What the exercise asks:
From the records below, extract only the lines running from the line with "to save heat" to the line with "if rows == 0", both lines included, reproducing them exactly.

Stored data
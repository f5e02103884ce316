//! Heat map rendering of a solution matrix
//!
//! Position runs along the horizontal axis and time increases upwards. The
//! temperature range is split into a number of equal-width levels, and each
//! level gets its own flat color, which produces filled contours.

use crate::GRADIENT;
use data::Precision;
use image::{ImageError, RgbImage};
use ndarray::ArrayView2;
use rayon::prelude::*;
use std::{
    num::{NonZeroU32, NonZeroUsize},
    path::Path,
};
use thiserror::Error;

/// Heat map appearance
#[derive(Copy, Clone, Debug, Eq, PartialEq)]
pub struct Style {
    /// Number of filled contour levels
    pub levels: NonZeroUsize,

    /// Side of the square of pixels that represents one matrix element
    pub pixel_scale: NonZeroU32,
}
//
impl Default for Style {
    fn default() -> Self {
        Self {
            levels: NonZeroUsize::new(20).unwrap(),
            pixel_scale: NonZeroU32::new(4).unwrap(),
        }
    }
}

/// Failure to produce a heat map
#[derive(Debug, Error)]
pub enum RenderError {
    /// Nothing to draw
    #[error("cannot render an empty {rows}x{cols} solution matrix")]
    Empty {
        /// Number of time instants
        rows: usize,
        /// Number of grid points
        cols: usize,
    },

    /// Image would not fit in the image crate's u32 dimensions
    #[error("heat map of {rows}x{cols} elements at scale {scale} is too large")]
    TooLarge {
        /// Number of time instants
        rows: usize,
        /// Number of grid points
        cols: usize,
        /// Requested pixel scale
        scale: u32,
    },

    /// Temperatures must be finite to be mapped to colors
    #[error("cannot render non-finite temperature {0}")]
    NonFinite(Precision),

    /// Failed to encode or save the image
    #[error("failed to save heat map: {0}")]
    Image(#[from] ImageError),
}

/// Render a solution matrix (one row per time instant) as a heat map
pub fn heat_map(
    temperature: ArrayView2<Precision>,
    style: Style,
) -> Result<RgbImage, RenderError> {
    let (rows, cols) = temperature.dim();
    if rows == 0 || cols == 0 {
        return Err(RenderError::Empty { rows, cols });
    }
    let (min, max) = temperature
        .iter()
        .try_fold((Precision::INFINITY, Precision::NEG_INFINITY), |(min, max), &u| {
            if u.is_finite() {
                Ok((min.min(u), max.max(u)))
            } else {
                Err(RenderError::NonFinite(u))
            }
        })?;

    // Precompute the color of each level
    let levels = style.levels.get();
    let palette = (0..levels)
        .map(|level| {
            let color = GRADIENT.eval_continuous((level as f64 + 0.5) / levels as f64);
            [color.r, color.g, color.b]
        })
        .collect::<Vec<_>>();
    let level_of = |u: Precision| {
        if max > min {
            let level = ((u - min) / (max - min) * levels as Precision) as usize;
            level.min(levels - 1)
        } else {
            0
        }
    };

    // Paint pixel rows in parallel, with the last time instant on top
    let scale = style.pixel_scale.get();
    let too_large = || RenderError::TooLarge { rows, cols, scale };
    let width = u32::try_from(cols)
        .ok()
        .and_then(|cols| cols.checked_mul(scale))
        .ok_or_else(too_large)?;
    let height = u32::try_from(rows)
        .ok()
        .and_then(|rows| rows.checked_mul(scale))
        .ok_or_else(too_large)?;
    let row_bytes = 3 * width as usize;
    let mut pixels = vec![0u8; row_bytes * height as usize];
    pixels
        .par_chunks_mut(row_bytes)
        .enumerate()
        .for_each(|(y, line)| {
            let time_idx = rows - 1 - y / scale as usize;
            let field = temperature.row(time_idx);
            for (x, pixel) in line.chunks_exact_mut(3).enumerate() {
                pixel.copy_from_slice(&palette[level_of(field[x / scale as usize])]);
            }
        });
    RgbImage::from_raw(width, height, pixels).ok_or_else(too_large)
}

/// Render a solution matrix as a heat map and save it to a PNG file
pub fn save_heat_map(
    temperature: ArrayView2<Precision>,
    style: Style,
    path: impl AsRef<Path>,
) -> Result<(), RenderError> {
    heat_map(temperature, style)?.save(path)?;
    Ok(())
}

Result for this task:
    #[error("failed to save heat map: {0}")]
    Image(#[from] ImageError),
}

/// Render a solution matrix (one row per time instant) as a heat map
pub fn heat_map(
    temperature: ArrayView2<Precision>,
    style: Style,
) -> Result<RgbImage, RenderError> {
    let (rows, cols) = temperature.dim();
    if rows == 0 || cols == 0 {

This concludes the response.